Asaka Akihime avança vers Fang Cheng dans l'eau, se glissant derrière lui jusqu'à ce qu'il la plaque.
« Laisse-moi te laver le dos d'abord. »
Asaka Akihime jeta un coup d'œil par-dessus l'épaule, puis sourit. « D'accord. »
Elle se tourna lentement, laissant la serviette tomber pour révéler son dos blanc comme neige.
Malgré leur intimité passée, la quasi-nudité lui monta encore aux joues.
Fang Cheng prit son gant de bain, frottant avec douceur.
Le silence tomba, brisé seulement par les clapotis.
« Cheng-kun », demanda soudain Asaka Akihime, « on rouvrira l'agence à la Ville Mécanique ? »
Fang Cheng secoua la tête. « Aucun intérêt. Pas de clients là-bas. »
La déception traversa son visage — elle chérissait le sens de ce travail.
« Rin t'a dit ses plans ? »
« Elle veut renverser le gouvernement de la Ville Mécanique. »
« Quoi ? »
Asaka Akihime se retourna d'instinct, oubliant la serviette.
« Ah ! » Elle coula dans l'eau, mains sur la poitrine, le visage en feu.
« Gravir les pics pour voir les montagnes petites », cita Fang Cheng, les mains mimant des courbes à hauteur de sa propre poitrine. « Akihime, tu portes un tel poids. Ça a dû être dur. »
Son visage rougit davantage. « Arrête de te moquer ! » le pinça-t-elle.
Cachée derrière Fang Cheng, Kanzaki Rin brûlait de curiosité mais resta tapie.
Une fois Asaka Akihime retournée, Fang Cheng reprit le frottement en expliquant les ambitions politiques de Kanzaki Rin.
« Rin est vraiment remarquable », concéda Asaka Akihime, secrètement ravie — la révolution ne laisserait pas de temps pour la romance. Elle s'assurerait Fang Cheng d'abord, comptant sur la fierté de Kanzaki Rin pour l'empêcher d'interférer.

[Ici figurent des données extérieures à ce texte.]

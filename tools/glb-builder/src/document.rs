//! GLTF document construction

use crate::utils::data_uri;
use crate::{AnimationAccessors, BufferBuilder, MeshAccessors, SkeletonAccessors};
use serde_json::{Map, Value, json};

/// Where buffer 0 gets its bytes from
#[derive(Debug, Clone, PartialEq, Eq)]
pub enum BufferSource {
    /// No `uri`; bytes come from the GLB BIN chunk
    Glb,
    /// Bytes embedded as a base64 `data:` URI
    DataUri,
    /// External file relative to the document
    Uri(String),
}

/// Builder for complete GLTF documents
pub struct GltfBuilder {
    nodes: Vec<Value>,
    meshes: Vec<Value>,
    materials: Vec<Value>,
    cameras: Vec<Value>,
    skins: Vec<Value>,
    animations: Vec<Value>,
    scenes: Vec<Value>,
    extensions_used: Vec<String>,
    extensions_required: Vec<String>,
    extra_properties: Map<String, Value>,
    default_scene: bool,
}

impl GltfBuilder {
    pub fn new() -> Self {
        Self {
            nodes: Vec::new(),
            meshes: Vec::new(),
            materials: Vec::new(),
            cameras: Vec::new(),
            skins: Vec::new(),
            animations: Vec::new(),
            scenes: Vec::new(),
            extensions_used: Vec::new(),
            extensions_required: Vec::new(),
            extra_properties: Map::new(),
            default_scene: true,
        }
    }

    /// Add a node
    pub fn add_node(mut self, node: Value) -> Self {
        self.nodes.push(node);
        self
    }

    /// Add multiple nodes
    pub fn add_nodes(mut self, nodes: Vec<Value>) -> Self {
        self.nodes.extend(nodes);
        self
    }

    /// Get the current node count
    pub fn node_count(&self) -> u32 {
        self.nodes.len() as u32
    }

    /// Add a mesh object verbatim
    pub fn add_mesh(mut self, mesh: Value) -> Self {
        self.meshes.push(mesh);
        self
    }

    /// Add a mesh with one triangle-list primitive
    pub fn add_mesh_from_accessors(mut self, name: &str, accessors: &MeshAccessors) -> Self {
        let mut attributes = Map::new();
        attributes.insert("POSITION".into(), accessors.positions.as_json_index());

        if let Some(normals) = accessors.normals {
            attributes.insert("NORMAL".into(), normals.as_json_index());
        }

        if let Some(uvs) = accessors.uvs {
            attributes.insert("TEXCOORD_0".into(), uvs.as_json_index());
        }

        if let Some(colors) = accessors.colors {
            attributes.insert("COLOR_0".into(), colors.as_json_index());
        }

        if let Some(joints) = accessors.joints {
            attributes.insert("JOINTS_0".into(), joints.as_json_index());
        }

        if let Some(weights) = accessors.weights {
            attributes.insert("WEIGHTS_0".into(), weights.as_json_index());
        }

        let mut primitive = json!({ "attributes": attributes });
        if let Some(indices) = accessors.indices {
            primitive["indices"] = indices.as_json_index();
        }

        self.meshes.push(json!({
            "name": name,
            "primitives": [primitive],
        }));

        self
    }

    /// Get the index of the last added mesh
    pub fn last_mesh_index(&self) -> Option<u32> {
        if self.meshes.is_empty() {
            None
        } else {
            Some(self.meshes.len() as u32 - 1)
        }
    }

    /// Add a material
    pub fn add_material(mut self, material: Value) -> Self {
        self.materials.push(material);
        self
    }

    /// Add a camera
    pub fn add_camera(mut self, camera: Value) -> Self {
        self.cameras.push(camera);
        self
    }

    /// Add a skin
    pub fn add_skin(
        mut self,
        name: &str,
        skeleton_root: Option<u32>,
        joints: &[u32],
        accessors: &SkeletonAccessors,
    ) -> Self {
        let mut skin = json!({
            "name": name,
            "inverseBindMatrices": accessors.inverse_bind_matrices.as_json_index(),
            "joints": joints,
        });
        if let Some(root) = skeleton_root {
            skin["skeleton"] = json!(root);
        }
        self.skins.push(skin);
        self
    }

    /// Get the index of the last added skin
    pub fn last_skin_index(&self) -> Option<u32> {
        if self.skins.is_empty() {
            None
        } else {
            Some(self.skins.len() as u32 - 1)
        }
    }

    /// Add an animation with one T/R/S channel triple per bone
    pub fn add_animation(
        mut self,
        name: &str,
        bone_node_indices: &[u32],
        accessors: &AnimationAccessors,
    ) -> Self {
        let mut samplers = Vec::new();
        let mut channels = Vec::new();

        for (bone_idx, node_idx) in bone_node_indices.iter().enumerate() {
            let tracks = [
                ("translation", accessors.translations[bone_idx]),
                ("rotation", accessors.rotations[bone_idx]),
                ("scale", accessors.scales[bone_idx]),
            ];
            for (path, output) in tracks {
                samplers.push(json!({
                    "input": accessors.times.as_json_index(),
                    "interpolation": "LINEAR",
                    "output": output.as_json_index(),
                }));
                channels.push(json!({
                    "sampler": samplers.len() - 1,
                    "target": { "node": node_idx, "path": path },
                }));
            }
        }

        self.animations.push(json!({
            "name": name,
            "channels": channels,
            "samplers": samplers,
        }));
        self
    }

    /// Add a scene
    pub fn add_scene(mut self, name: &str, root_nodes: &[u32]) -> Self {
        self.scenes.push(json!({
            "name": name,
            "nodes": root_nodes,
        }));
        self
    }

    /// Skip the top-level `scene` property
    pub fn without_default_scene(mut self) -> Self {
        self.default_scene = false;
        self
    }

    /// Declare an extension as used (and optionally required)
    pub fn use_extension(mut self, name: &str, required: bool) -> Self {
        self.extensions_used.push(name.to_string());
        if required {
            self.extensions_required.push(name.to_string());
        }
        self
    }

    /// Set an arbitrary top-level property, overriding anything generated
    pub fn set(mut self, key: &str, value: Value) -> Self {
        self.extra_properties.insert(key.to_string(), value);
        self
    }

    /// Build final glTF root; empty collections are omitted
    pub fn build(self, buffer: &BufferBuilder, source: BufferSource, generator: &str) -> Value {
        let mut root = Map::new();
        root.insert(
            "asset".into(),
            json!({ "version": "2.0", "generator": generator }),
        );

        if !buffer.data().is_empty() {
            let mut entry = json!({ "byteLength": buffer.data().len() });
            match source {
                BufferSource::Glb => {}
                BufferSource::DataUri => {
                    entry["uri"] = json!(data_uri("application/octet-stream", buffer.data()));
                }
                BufferSource::Uri(uri) => entry["uri"] = json!(uri),
            }
            root.insert("buffers".into(), json!([entry]));
        }

        let collections = [
            ("bufferViews", buffer.views().to_vec()),
            ("accessors", buffer.accessors().to_vec()),
            ("meshes", self.meshes),
            ("materials", self.materials),
            ("cameras", self.cameras),
            ("nodes", self.nodes),
            ("skins", self.skins),
            ("animations", self.animations),
        ];
        for (key, items) in collections {
            if !items.is_empty() {
                root.insert(key.into(), Value::Array(items));
            }
        }

        if !self.scenes.is_empty() {
            if self.default_scene {
                root.insert("scene".into(), json!(0));
            }
            root.insert("scenes".into(), Value::Array(self.scenes));
        }
        if !self.extensions_used.is_empty() {
            root.insert("extensionsUsed".into(), json!(self.extensions_used));
        }
        if !self.extensions_required.is_empty() {
            root.insert("extensionsRequired".into(), json!(self.extensions_required));
        }

        root.extend(self.extra_properties);
        Value::Object(root)
    }
}

impl Default for GltfBuilder {
    fn default() -> Self {
        Self::new()
    }
}
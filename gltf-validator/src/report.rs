//! Validation report and asset statistics

use crate::document::Document;
use crate::fetch::{ResourceRecord, Resources};
use crate::issue::{Issue, Severity};
use crate::options::{InputFormat, ValidationOptions};
use serde::Serialize;
use std::cmp::Ordering;

/// Result of one validation run
#[derive(Debug, Clone, Serialize)]
#[serde(rename_all = "camelCase")]
pub struct Report {
    #[serde(skip_serializing_if = "Option::is_none")]
    pub uri: Option<String>,
    pub mime_type: &'static str,
    pub validator_version: &'static str,
    pub issues: IssueSummary,
    /// Absent when validation stopped before the document could be read
    #[serde(skip_serializing_if = "Option::is_none")]
    pub info: Option<AssetInfo>,
}

impl Report {
    pub(crate) fn new(
        format: InputFormat,
        issues: Vec<Issue>,
        info: Option<AssetInfo>,
        options: &ValidationOptions,
    ) -> Self {
        let mime_type = match format {
            InputFormat::Gltf => "model/gltf+json",
            InputFormat::Glb => "model/gltf-binary",
        };
        Self {
            uri: options.uri.clone(),
            mime_type,
            validator_version: env!("CARGO_PKG_VERSION"),
            issues: IssueSummary::collect(issues, options),
            info,
        }
    }

    pub fn has_errors(&self) -> bool {
        self.issues.num_errors > 0
    }

    /// Codes of the reported issues, in report order
    pub fn codes(&self) -> Vec<&'static str> {
        self.issues.messages.iter().map(|issue| issue.code.as_str()).collect()
    }

    pub fn to_json_pretty(&self) -> Result<String, serde_json::Error> {
        serde_json::to_string_pretty(self)
    }
}

// =============================================================================
// Issues
// =============================================================================

#[derive(Debug, Clone, Default, Serialize)]
#[serde(rename_all = "camelCase")]
pub struct IssueSummary {
    pub num_errors: usize,
    pub num_warnings: usize,
    pub num_infos: usize,
    pub num_hints: usize,
    pub messages: Vec<Issue>,
    /// Some issues were dropped by `maxIssues`
    pub truncated: bool,
}

impl IssueSummary {
    /// Filter, order, count and truncate
    fn collect(mut issues: Vec<Issue>, options: &ValidationOptions) -> Self {
        issues.retain(|issue| options.admits(issue.code.as_str()));
        issues.sort_by(compare_issues);

        let count = |severity: Severity| issues.iter().filter(|issue| issue.severity == severity).count();
        let mut summary = Self {
            num_errors: count(Severity::Error),
            num_warnings: count(Severity::Warning),
            num_infos: count(Severity::Information),
            num_hints: count(Severity::Hint),
            ..Default::default()
        };

        if options.max_issues > 0 && issues.len() > options.max_issues {
            tracing::debug!("Truncating {} issues to {}", issues.len(), options.max_issues);
            issues.truncate(options.max_issues);
            summary.truncated = true;
        }
        summary.messages = issues;
        summary
    }
}

/// Severity, then location: offset-only issues first, pointers token by token
fn compare_issues(a: &Issue, b: &Issue) -> Ordering {
    a.severity.cmp(&b.severity).then_with(|| match (&a.pointer, &b.pointer) {
        (None, None) => a.offset.cmp(&b.offset),
        (None, Some(_)) => Ordering::Less,
        (Some(_), None) => Ordering::Greater,
        (Some(x), Some(y)) => compare_pointers(x, y),
    })
}

/// Array indices compare numerically so `/nodes/2` sorts before `/nodes/10`
fn compare_pointers(a: &str, b: &str) -> Ordering {
    let mut left = a.split('/');
    let mut right = b.split('/');
    loop {
        match (left.next(), right.next()) {
            (None, None) => return Ordering::Equal,
            (None, Some(_)) => return Ordering::Less,
            (Some(_), None) => return Ordering::Greater,
            (Some(x), Some(y)) => {
                let order = match (x.parse::<u64>(), y.parse::<u64>()) {
                    (Ok(m), Ok(n)) => m.cmp(&n),
                    _ => x.cmp(y),
                };
                if order != Ordering::Equal {
                    return order;
                }
            }
        }
    }
}

// =============================================================================
// Statistics
// =============================================================================

#[derive(Debug, Clone, Default, PartialEq, Serialize)]
#[serde(rename_all = "camelCase")]
pub struct AssetInfo {
    #[serde(skip_serializing_if = "Option::is_none")]
    pub version: Option<String>,
    #[serde(skip_serializing_if = "Option::is_none")]
    pub min_version: Option<String>,
    #[serde(skip_serializing_if = "Option::is_none")]
    pub generator: Option<String>,
    pub extensions_used: Vec<String>,
    pub extensions_required: Vec<String>,
    pub resources: Vec<ResourceRecord>,
    pub animation_count: usize,
    pub material_count: usize,
    pub has_morph_targets: bool,
    pub has_skins: bool,
    pub has_textures: bool,
    pub has_default_scene: bool,
    pub draw_call_count: usize,
    pub total_vertex_count: u64,
    pub total_triangle_count: u64,
    #[serde(rename = "maxUVs")]
    pub max_uvs: usize,
    pub max_influences: usize,
    pub max_attributes: usize,
}

impl AssetInfo {
    pub fn collect(doc: &Document, resources: &Resources) -> Self {
        let asset = doc.asset.as_ref();
        let primitives = || doc.meshes.iter().flat_map(|mesh| &mesh.primitives);

        let mut info = Self {
            version: asset.and_then(|a| a.version_text.clone()),
            min_version: asset.and_then(|a| a.min_version_text.clone()),
            generator: asset.and_then(|a| a.generator.clone()),
            extensions_used: doc.extensions_used.clone(),
            extensions_required: doc.extensions_required.clone(),
            resources: resources.records.clone(),
            animation_count: doc.animations.len(),
            material_count: doc.materials.len(),
            has_morph_targets: primitives().any(|p| !p.targets.is_empty()),
            has_skins: !doc.skins.is_empty(),
            has_textures: !doc.textures.is_empty(),
            has_default_scene: doc.scene.is_some(),
            max_uvs: primitives().map(|p| p.set_count("TEXCOORD")).max().unwrap_or(0),
            max_influences: primitives().map(|p| 4 * p.set_count("JOINTS")).max().unwrap_or(0),
            max_attributes: primitives().map(|p| p.attributes.len()).max().unwrap_or(0),
            ..Default::default()
        };
        info.count_draws(doc);
        info
    }

    /// Walk every scene's node instances, guarding against cycles
    fn count_draws(&mut self, doc: &Document) {
        let node_count = doc.nodes.len();
        for scene in &doc.scenes {
            let mut visited = vec![false; node_count];
            let mut pending: Vec<usize> = scene.nodes.iter().filter_map(|n| n.get(node_count)).collect();
            while let Some(n) = pending.pop() {
                if std::mem::replace(&mut visited[n], true) {
                    continue;
                }
                let node = &doc.nodes[n];
                pending.extend(node.children.iter().filter_map(|c| c.get(node_count)));

                let Some(mesh) = node.mesh.and_then(|m| doc.meshes.get(m.get(doc.meshes.len())?)) else {
                    continue;
                };
                for primitive in &mesh.primitives {
                    self.draw_call_count += 1;
                    let vertices = accessor_count(doc, primitive.attribute("POSITION"));
                    self.total_vertex_count += vertices.unwrap_or(0);
                    let rendered = match primitive.indices {
                        Some(indices) => accessor_count(doc, Some(indices)),
                        None => vertices,
                    };
                    self.total_triangle_count += primitive.mode.triangle_count(rendered.unwrap_or(0));
                }
            }
        }
    }
}

fn accessor_count(doc: &Document, index: Option<crate::reader::Index>) -> Option<u64> {
    let accessor = doc.accessors.get(index?.get(doc.accessors.len())?)?;
    accessor.count
}

#[cfg(test)]
mod tests {
    use super::*;
    use crate::issue::{IssueCode, IssueSink, SeverityOverrides};
    use crate::reader::ReadContext;
    use serde_json::json;

    fn issue(code: IssueCode, pointer: Option<&str>, offset: Option<usize>) -> Issue {
        Issue {
            code,
            message: String::new(),
            severity: code.default_severity(),
            pointer: pointer.map(str::to_string),
            offset,
        }
    }

    #[test]
    fn test_pointer_order_is_numeric() {
        assert_eq!(compare_pointers("/nodes/2", "/nodes/10"), Ordering::Less);
        assert_eq!(compare_pointers("/nodes/2", "/nodes/2/children"), Ordering::Less);
        assert_eq!(compare_pointers("/meshes/0", "/accessors/5"), Ordering::Greater);
    }

    #[test]
    fn test_ordering_and_truncation() {
        let issues = vec![
            issue(IssueCode::UnusedObject, Some("/nodes/1"), None),
            issue(IssueCode::NodeLoop, Some("/nodes/10"), None),
            issue(IssueCode::NodeLoop, Some("/nodes/2"), None),
            issue(IssueCode::GlbExtraData, None, Some(40)),
            issue(IssueCode::InvalidJson, None, Some(20)),
        ];
        let options = ValidationOptions {
            max_issues: 3,
            ..Default::default()
        };
        let summary = IssueSummary::collect(issues, &options);
        assert_eq!(summary.num_errors, 3);
        assert_eq!(summary.num_warnings, 1);
        assert_eq!(summary.num_infos, 1);
        assert!(summary.truncated);
        let order: Vec<_> = summary
            .messages
            .iter()
            .map(|i| (i.code.as_str(), i.pointer.clone(), i.offset))
            .collect();
        assert_eq!(
            order,
            vec![
                ("INVALID_JSON", None, Some(20)),
                ("NODE_LOOP", Some("/nodes/2".to_string()), None),
                ("NODE_LOOP", Some("/nodes/10".to_string()), None),
            ]
        );
    }

    #[test]
    fn test_filters_apply_before_counting() {
        let issues = vec![
            issue(IssueCode::UnusedObject, Some("/nodes/1"), None),
            issue(IssueCode::NodeLoop, Some("/nodes/2"), None),
        ];
        let options = ValidationOptions {
            ignored_issues: vec!["UNUSED_OBJECT".to_string()],
            ..Default::default()
        };
        let summary = IssueSummary::collect(issues, &options);
        assert_eq!(summary.num_infos, 0);
        assert_eq!(summary.messages.len(), 1);
        assert!(!summary.truncated);
    }

    #[test]
    fn test_draw_statistics() {
        let value = json!({
            "asset": { "version": "2.0", "generator": "test" },
            "scene": 0,
            "scenes": [{ "nodes": [0, 2] }],
            "nodes": [{ "mesh": 0, "children": [1] }, { "mesh": 0 }, { "mesh": 1 }],
            "meshes": [
                { "primitives": [{ "attributes": { "POSITION": 0, "TEXCOORD_0": 0, "TEXCOORD_1": 0 }, "indices": 1 }] },
                { "primitives": [{ "attributes": { "POSITION": 0 }, "mode": 5 }] }
            ],
            "accessors": [
                { "componentType": 5126, "count": 4, "type": "VEC3" },
                { "componentType": 5123, "count": 6, "type": "SCALAR" }
            ]
        });
        let overrides = SeverityOverrides::new();
        let mut cx = ReadContext::new(IssueSink::new(&overrides));
        let doc = Document::read(&value, &mut cx);
        let info = AssetInfo::collect(&doc, &Resources::unresolved(&doc));

        assert_eq!(info.generator.as_deref(), Some("test"));
        assert!(info.has_default_scene);
        assert_eq!(info.draw_call_count, 3);
        assert_eq!(info.total_vertex_count, 12);
        // Two indexed triangle lists of 6 indices, one strip of 4 vertices
        assert_eq!(info.total_triangle_count, 2 + 2 + 2);
        assert_eq!(info.max_uvs, 2);
        assert_eq!(info.max_attributes, 3);
        assert_eq!(info.max_influences, 0);
    }

    #[test]
    fn test_cyclic_scene_terminates() {
        let value = json!({
            "asset": { "version": "2.0" },
            "scenes": [{ "nodes": [0] }],
            "nodes": [{ "children": [1], "mesh": 0 }, { "children": [0] }],
            "meshes": [{ "primitives": [{ "attributes": { "POSITION": 0 } }] }],
            "accessors": [{ "componentType": 5126, "count": 3, "type": "VEC3" }]
        });
        let overrides = SeverityOverrides::new();
        let mut cx = ReadContext::new(IssueSink::new(&overrides));
        let doc = Document::read(&value, &mut cx);
        let info = AssetInfo::collect(&doc, &Resources::unresolved(&doc));
        assert_eq!(info.draw_call_count, 1);
        assert_eq!(info.total_triangle_count, 1);
    }
}
//! Nodes and local transforms

use super::{Context, resolve};
use crate::issue::{IssueCode, IssueSink};
use crate::reader::{Index, ObjectReader};
use glam::{DMat3, DMat4, DVec4};

/// Tolerance for unit quaternions
const UNIT_EPSILON: f64 = 1e-6;

/// Tolerance when recomposing a matrix from its TRS decomposition
const DECOMPOSE_EPSILON: f64 = 1e-5;

#[derive(Debug, Clone, Default, PartialEq)]
pub struct Node {
    pub camera: Option<Index>,
    pub children: Vec<Index>,
    pub skin: Option<Index>,
    pub matrix: Option<Vec<f64>>,
    pub mesh: Option<Index>,
    pub rotation: Option<Vec<f64>>,
    pub scale: Option<Vec<f64>>,
    pub translation: Option<Vec<f64>>,
    pub weights: Option<Vec<f64>>,
    pub has_extensions: bool,
}

impl Node {
    pub fn read(r: &mut ObjectReader<'_, '_, '_>) -> Self {
        r.name();
        Self {
            camera: r.index("camera"),
            children: r.index_array("children", true).unwrap_or_default(),
            skin: r.index("skin"),
            matrix: r.float_array("matrix", &[16], ..),
            mesh: r.index("mesh"),
            rotation: r.float_array("rotation", &[4], -1.0..=1.0),
            scale: r.float_array("scale", &[3], ..),
            translation: r.float_array("translation", &[3], ..),
            weights: r.float_array("weights", &[], ..),
            has_extensions: r.has("extensions"),
        }
    }

    fn has_trs(&self) -> bool {
        self.rotation.is_some() || self.scale.is_some() || self.translation.is_some()
    }

    /// No transform and nothing attached
    fn is_bare(&self) -> bool {
        let identity_matrix = self
            .matrix
            .as_deref()
            .is_none_or(|m| DMat4::from_cols_slice(m) == DMat4::IDENTITY);
        let default_trs = self.translation.as_deref().is_none_or(|t| t == [0.0; 3])
            && self.rotation.as_deref().is_none_or(|q| q == [0.0, 0.0, 0.0, 1.0])
            && self.scale.as_deref().is_none_or(|s| s == [1.0; 3]);
        self.camera.is_none()
            && self.children.is_empty()
            && self.mesh.is_none()
            && self.skin.is_none()
            && self.weights.is_none()
            && !self.has_extensions
            && identity_matrix
            && default_trs
    }

    pub fn validate(&self, index: usize, cx: &Context<'_>, sink: &mut IssueSink<'_>) {
        let doc = cx.doc;
        let pointer = format!("/nodes/{index}");

        if let Some(camera) = self.camera {
            resolve(sink, camera, doc.cameras.len(), format!("{pointer}/camera"));
        }
        let skin = self
            .skin
            .and_then(|skin| resolve(sink, skin, doc.skins.len(), format!("{pointer}/skin")));
        let mesh = self
            .mesh
            .and_then(|mesh| resolve(sink, mesh, doc.meshes.len(), format!("{pointer}/mesh")));

        for (k, &child) in self.children.iter().enumerate() {
            let child_pointer = format!("{pointer}/children/{k}");
            if let Some(c) = resolve(sink, child, doc.nodes.len(), child_pointer.clone()) {
                if cx.graph.parent(c) != Some(index) {
                    sink.add(
                        IssueCode::NodeParentOverride,
                        child_pointer,
                        format!("Value overrides parent of node {c}."),
                    );
                }
            }
        }

        self.check_transform(&pointer, sink);

        if self.skin.is_some() && self.mesh.is_none() {
            sink.add(
                IssueCode::UnsatisfiedDependency,
                format!("{pointer}/skin"),
                "Dependency failed. 'mesh' must be defined.",
            );
        }
        if let Some(m) = mesh {
            let skinned = doc.meshes[m].primitives.iter().any(|p| p.is_skinned());
            if skin.is_some() && !doc.meshes[m].primitives.iter().all(|p| p.is_skinned()) {
                sink.add(
                    IssueCode::NodeSkinWithNonSkinnedMesh,
                    pointer.clone(),
                    "Node has skin defined, but mesh has no joints data.",
                );
            } else if skinned && self.skin.is_none() {
                sink.add(
                    IssueCode::NodeSkinnedMeshWithoutSkin,
                    format!("{pointer}/mesh"),
                    "Node uses skinned mesh, but has no skin defined.",
                );
            }
        }

        if let Some(weights) = &self.weights {
            match mesh {
                Some(m) if weights.len() != doc.meshes[m].target_count() => sink.add(
                    IssueCode::NodeWeightsInvalid,
                    format!("{pointer}/weights"),
                    format!(
                        "The length of weights array ({}) does not match the number of morph targets ({}).",
                        weights.len(),
                        doc.meshes[m].target_count()
                    ),
                ),
                Some(_) => {}
                None if self.mesh.is_none() => sink.add(
                    IssueCode::UnsatisfiedDependency,
                    format!("{pointer}/weights"),
                    "Dependency failed. 'mesh' must be defined.",
                ),
                None => {}
            }
        }

        if self.is_bare() && !cx.graph.is_joint(index) && !cx.graph.is_animated(index) {
            sink.add(IssueCode::NodeEmpty, pointer, "Empty node encountered.");
        }
    }

    fn check_transform(&self, pointer: &str, sink: &mut IssueSink<'_>) {
        if let Some(matrix) = &self.matrix {
            if self.has_trs() {
                sink.add(
                    IssueCode::NodeMatrixTrs,
                    pointer.to_string(),
                    "A node can have either a matrix or any combination of translation/rotation/scale (TRS) properties.",
                );
            }
            let m = DMat4::from_cols_slice(matrix);
            if m == DMat4::IDENTITY {
                sink.add(
                    IssueCode::NodeMatrixDefault,
                    format!("{pointer}/matrix"),
                    "Do not specify default transform matrix.",
                );
            } else if !is_trs(&m) {
                sink.add(
                    IssueCode::NodeMatrixNonTrs,
                    format!("{pointer}/matrix"),
                    "Matrix must be decomposable to TRS.",
                );
            }
        }

        if let Some(rotation) = &self.rotation {
            let length = rotation.iter().map(|c| c * c).sum::<f64>().sqrt();
            if (length - 1.0).abs() > UNIT_EPSILON {
                sink.add(
                    IssueCode::RotationNonUnit,
                    format!("{pointer}/rotation"),
                    format!("Rotation quaternion must be normalized, length is {length}."),
                );
            }
        }
    }
}

/// Whether the matrix survives a decompose-recompose round trip
///
/// Mirroring folds into a negative scale on decomposition, so the upper-left
/// block must have a positive determinant first.
fn is_trs(m: &DMat4) -> bool {
    if m.row(3) != DVec4::new(0.0, 0.0, 0.0, 1.0) {
        return false;
    }
    if DMat3::from_mat4(*m).determinant() <= 0.0 {
        return false;
    }
    let (scale, rotation, translation) = m.to_scale_rotation_translation();
    let recomposed = DMat4::from_scale_rotation_translation(scale, rotation, translation);
    recomposed.abs_diff_eq(*m, DECOMPOSE_EPSILON)
}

« Cheng-kun », chuchota-t-elle, la lèvre tremblante. « Toi et Rin… vous avez changé ? »
« Oui. » Fang Cheng croisa le regard des deux femmes. « Elle m'aime. Je l'aime. »
Le souffle de Kanzaki Rin se coupa. Asaka Akihime pâlit, se tournant vers Fang Cheng, toute offerte.
Le désespoir emplit ses yeux pleins de larmes. « Et… moi ? »
« Bête, ne pleure pas. » Il essuya sa joue. « Je t'aime aussi. »
Kanzaki Rin resta bouche bée tandis qu'Asaka Akihime serrait sa main, le soulagement la submergeant.
« Mais… » Sa voix se serra. « Tu n'es pas un peu trop gourmand ? »
Fang Cheng haussa les épaules. « Je suis gourmand. »
Les deux femmes le fixèrent, sans voix.
« Tu sortirais avec trois femmes en même temps ? » exigea Asaka Akihime.
Fang Cheng acquiesça. « Exactement. »
Kanzaki Rin : « …… »
Asaka Akihime : « …… »
Le playboy sans honte ne faisait même pas semblant du contraire.